*** Stored data ***

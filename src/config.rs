use std::net::SocketAddr;
use std::path::PathBuf;

use clap::Parser;

use crate::err::Error;

/// Server settings. Every flag can also come from the environment (or a
/// `.env` file loaded at startup).
#[derive(Debug, Clone, Parser)]
#[command(name = "atestado-server", about = "Medical certificate submission API")]
pub struct Config {
    /// Address the HTTP server listens on
    #[arg(long, env = "BIND_ADDRESS", default_value = "127.0.0.1:3000")]
    pub bind: SocketAddr,

    /// Postgres connection string
    #[arg(long, env = "DATABASE_URL", hide_env_values = true)]
    pub database_url: Option<String>,

    #[arg(long, env = "DATABASE_MAX_CONNECTIONS", default_value_t = 5)]
    pub max_connections: u32,

    /// Keep all data in process memory instead of Postgres
    #[arg(long)]
    pub in_memory: bool,

    /// HS256 signing secret for session tokens
    #[arg(long, env = "JWT_SECRET", hide_env_values = true)]
    pub jwt_secret: Option<String>,

    #[arg(long, env = "STORAGE_BUCKET", default_value = "atestados")]
    pub storage_bucket: String,

    /// Directory attachments are written under
    #[arg(long, env = "UPLOAD_DIR", default_value = "uploads")]
    pub upload_dir: PathBuf,

    /// Mark the session cookie `Secure`
    #[arg(long, env = "SECURE_COOKIES")]
    pub secure_cookies: bool,
}

impl Config {
    /// Catches settings that parse fine but cannot run a server.
    pub fn validate(&self) -> Result<(), Error> {
        if self.jwt_secret.as_deref().map(str::trim).unwrap_or("").is_empty() {
            return Err(Error::Configuration {
                message: "JWT_SECRET must be set".to_string(),
            });
        }
        if self.database_url.is_none() && !self.in_memory {
            return Err(Error::Configuration {
                message: "DATABASE_URL must be set unless --in-memory is given".to_string(),
            });
        }
        if self.storage_bucket.is_empty() || self.storage_bucket.contains('/') {
            return Err(Error::Configuration {
                message: format!("Invalid storage bucket `{}`", self.storage_bucket),
            });
        }
        Ok(())
    }
}
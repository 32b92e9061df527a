// Copyright 2025 Fernando Borretti
//
// Licensed under the Apache License, Version 2.0 (the "License");
// you may not use this file except in compliance with the License.
// You may obtain a copy of the License at
//
//     http://www.apache.org/licenses/LICENSE-2.0
//
// Unless required by applicable law or agreed to in writing, software
// distributed under the License is distributed on an "AS IS" BASIS,
// WITHOUT WARRANTIES OR CONDITIONS OF ANY KIND, either express or implied.
// See the License for the specific language governing permissions and
// limitations under the License.

use std::fs::read_to_string;
use std::path::Path;

use serde::Deserialize;
use serde::Serialize;

use crate::error::Fallible;
use crate::error::fail;
use crate::select::MAX_QUEUE_LENGTH;
use crate::types::rarity::Rarity;

/// Name of the optional configuration file in a collection directory.
pub const CONFIG_FILE_NAME: &str = "kanjiquest.toml";

#[derive(Clone, Default, PartialEq, Debug, Serialize, Deserialize)]
#[serde(default)]
pub struct Config {
    pub session: SessionConfig,
    pub encounter: EncounterConfig,
    pub leveling: LevelingConfig,
}

#[derive(Clone, PartialEq, Debug, Serialize, Deserialize)]
#[serde(default)]
pub struct SessionConfig {
    /// Number of choices in a multiple-choice question, answer included.
    pub choice_count: usize,
    /// Questions per session when none is requested.
    pub question_count: usize,
    /// Fixed seed for every random draw. Unset means a fresh seed per run.
    pub seed: Option<u64>,
}

impl Default for SessionConfig {
    fn default() -> Self {
        Self {
            choice_count: 4,
            question_count: 10,
            seed: None,
        }
    }
}

/// One value per rarity tier.
#[derive(Clone, Copy, PartialEq, Debug, Serialize, Deserialize)]
pub struct PerRarity<T> {
    pub common: T,
    pub uncommon: T,
    pub rare: T,
    pub epic: T,
    pub legendary: T,
}

impl<T: Copy> PerRarity<T> {
    pub fn get(&self, rarity: Rarity) -> T {
        match rarity {
            Rarity::Common => self.common,
            Rarity::Uncommon => self.uncommon,
            Rarity::Rare => self.rare,
            Rarity::Epic => self.epic,
            Rarity::Legendary => self.legendary,
        }
    }

    /// Values from the lowest tier to the highest.
    pub fn in_order(&self) -> [T; 5] {
        Rarity::ALL.map(|rarity| self.get(rarity))
    }
}

#[derive(Clone, PartialEq, Debug, Serialize, Deserialize)]
#[serde(default)]
pub struct EncounterConfig {
    /// Chance of each tier firing on a roll.
    pub rates: PerRarity<f64>,
    /// Rolls without that tier after which it fires unconditionally.
    pub thresholds: PerRarity<u32>,
}

impl Default for EncounterConfig {
    fn default() -> Self {
        Self {
            rates: PerRarity {
                common: 0.40,
                uncommon: 0.25,
                rare: 0.12,
                epic: 0.05,
                legendary: 0.02,
            },
            thresholds: PerRarity {
                common: 3,
                uncommon: 5,
                rare: 12,
                epic: 25,
                legendary: 50,
            },
        }
    }
}

impl EncounterConfig {
    pub fn validate(&self) -> Fallible<()> {
        let rates = self.rates.in_order();
        for rate in rates {
            if !(0.0..=1.0).contains(&rate) {
                return fail(format!("encounter rate {rate} is outside 0..=1."));
            }
        }
        if rates.windows(2).any(|w| w[1] > w[0]) {
            return fail("encounter rates must not increase with rarity.");
        }
        let thresholds = self.thresholds.in_order();
        if thresholds[0] == 0 {
            return fail("pity thresholds must be positive.");
        }
        if thresholds.windows(2).any(|w| w[1] <= w[0]) {
            return fail("pity thresholds must strictly increase with rarity.");
        }
        Ok(())
    }
}

#[derive(Clone, PartialEq, Debug, Serialize, Deserialize)]
#[serde(default)]
pub struct LevelingConfig {
    pub xp_correct: u32,
    pub xp_wrong: u32,
    /// Combo at which correct answers earn half again their XP.
    pub combo_threshold: u32,
}

impl Default for LevelingConfig {
    fn default() -> Self {
        Self {
            xp_correct: 10,
            xp_wrong: 2,
            combo_threshold: 5,
        }
    }
}

impl Config {
    /// Loads `kanjiquest.toml` from the directory, or the defaults if the
    /// file does not exist.
    pub fn load(directory: &Path) -> Fallible<Self> {
        let path = directory.join(CONFIG_FILE_NAME);
        let config = if path.exists() {
            log::debug!("Loading configuration from {path:?}.");
            let content = read_to_string(&path)?;
            Self::parse(&content)?
        } else {
            Self::default()
        };
        Ok(config)
    }

    pub fn parse(content: &str) -> Fallible<Self> {
        let config: Config = toml::from_str(content)?;
        config.validate()?;
        Ok(config)
    }

    pub fn validate(&self) -> Fallible<()> {
        if self.session.choice_count < 2 {
            return fail("choice_count must be at least 2.");
        }
        if self.session.question_count == 0 {
            return fail("question_count must be at least 1.");
        }
        if self.session.question_count > MAX_QUEUE_LENGTH {
            return fail(format!("question_count must be at most {MAX_QUEUE_LENGTH}."));
        }
        self.encounter.validate()
    }
}

#[cfg(test)]
mod tests {
    use tempfile::tempdir;

    use super::*;

    #[test]
    fn test_defaults_are_valid() -> Fallible<()> {
        Config::default().validate()
    }

    #[test]
    fn test_partial_file() -> Fallible<()> {
        let config = Config::parse(
            r#"
            [session]
            seed = 7

            [leveling]
            xp_correct = 15
            "#,
        )?;
        assert_eq!(config.session.seed, Some(7));
        assert_eq!(config.session.choice_count, 4);
        assert_eq!(config.leveling.xp_correct, 15);
        assert_eq!(config.leveling.xp_wrong, 2);
        assert_eq!(config.encounter, EncounterConfig::default());
        Ok(())
    }

    #[test]
    fn test_rejects_bad_tables() {
        let increasing_rates = r#"
            [encounter.rates]
            common = 0.1
            uncommon = 0.2
            rare = 0.1
            epic = 0.05
            legendary = 0.01
        "#;
        assert!(Config::parse(increasing_rates).is_err());
        let flat_thresholds = r#"
            [encounter.thresholds]
            common = 3
            uncommon = 3
            rare = 12
            epic = 25
            legendary = 50
        "#;
        assert!(Config::parse(flat_thresholds).is_err());
        assert!(Config::parse("[session]\nchoice_count = 1").is_err());
    }

    #[test]
    fn test_question_count_is_bounded() {
        assert!(Config::parse("[session]\nquestion_count = 0\n").is_err());
        assert!(Config::parse("[session]\nquestion_count = 500\n").is_ok());
        assert!(Config::parse("[session]\nquestion_count = 501\n").is_err());
    }

    #[test]
    fn test_zero_rates_are_allowed() -> Fallible<()> {
        let mut config = EncounterConfig::default();
        config.rates = PerRarity {
            common: 0.0,
            uncommon: 0.0,
            rare: 0.0,
            epic: 0.0,
            legendary: 0.0,
        };
        config.validate()
    }

    #[test]
    fn test_missing_file_uses_defaults() -> Fallible<()> {
        let dir = tempdir()?;
        assert_eq!(Config::load(dir.path())?, Config::default());
        Ok(())
    }
}
// Copyright 2025 Fernando Borretti
//
// Licensed under the Apache License, Version 2.0 (the "License");
// you may not use this file except in compliance with the License.
// You may obtain a copy of the License at
//
//     http://www.apache.org/licenses/LICENSE-2.0
//
// Unless required by applicable law or agreed to in writing, software
// distributed under the License is distributed on an "AS IS" BASIS,
// WITHOUT WARRANTIES OR CONDITIONS OF ANY KIND, either express or implied.
// See the License for the specific language governing permissions and
// limitations under the License.

use std::io::stdin;
use std::io::stdout;
use std::path::PathBuf;

use clap::Parser;

use crate::cmd::drill::DrillOptions;
use crate::cmd::drill::run_drill;
use crate::cmd::import::import_catalog;
use crate::cmd::stats::print_collection_stats;
use crate::collection::Collection;
use crate::error::Fallible;
use crate::types::item_kind::ItemId;
use crate::types::item_kind::KanaType;
use crate::types::mode::GameMode;

#[derive(Parser)]
#[command(version, about, long_about = None)]
enum Command {
    /// Import a JSON catalog of kanji, kana, and radicals.
    Import {
        /// Path to the catalog file.
        catalog: String,
        /// Optional path to the collection directory.
        directory: Option<String>,
    },
    /// Study in the terminal.
    Drill {
        /// Optional path to the collection directory.
        directory: Option<String>,
        #[arg(long, default_value_t = GameMode::Recognition)]
        mode: GameMode,
        /// Number of questions. Defaults to the configured question count.
        #[arg(long)]
        count: Option<usize>,
        /// Drill a single item by ID.
        #[arg(long)]
        target: Option<ItemId>,
        /// Syllabary for kana modes.
        #[arg(long, default_value = "hiragana")]
        kana_type: KanaType,
        /// Player level, which decides the unlocked content.
        #[arg(long, default_value_t = 1)]
        level: u32,
    },
    /// Print collection statistics as JSON.
    Stats {
        /// Optional path to the collection directory.
        directory: Option<String>,
    },
}

pub fn entrypoint() -> Fallible<()> {
    let cli: Command = Command::parse();
    match cli {
        Command::Import {
            catalog,
            directory,
        } => {
            let collection = Collection::new(directory)?;
            import_catalog(&collection, &PathBuf::from(catalog))
        }
        Command::Drill {
            directory,
            mode,
            count,
            target,
            kana_type,
            level,
        } => {
            let collection = Collection::new(directory)?;
            let options = DrillOptions {
                mode,
                count,
                target,
                kana_type,
                level,
            };
            run_drill(collection, options, stdin().lock(), stdout().lock())
        }
        Command::Stats { directory } => {
            let collection = Collection::new(directory)?;
            print_collection_stats(&collection)
        }
    }
}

*** End of Stored data ***

◆ **Work task**
Search the records for the string "contains" and report each line that has it.

◆ **Written reply**
        if self.storage_bucket.is_empty() || self.storage_bucket.contains('/') {
            if !(0.0..=1.0).contains(&rate) {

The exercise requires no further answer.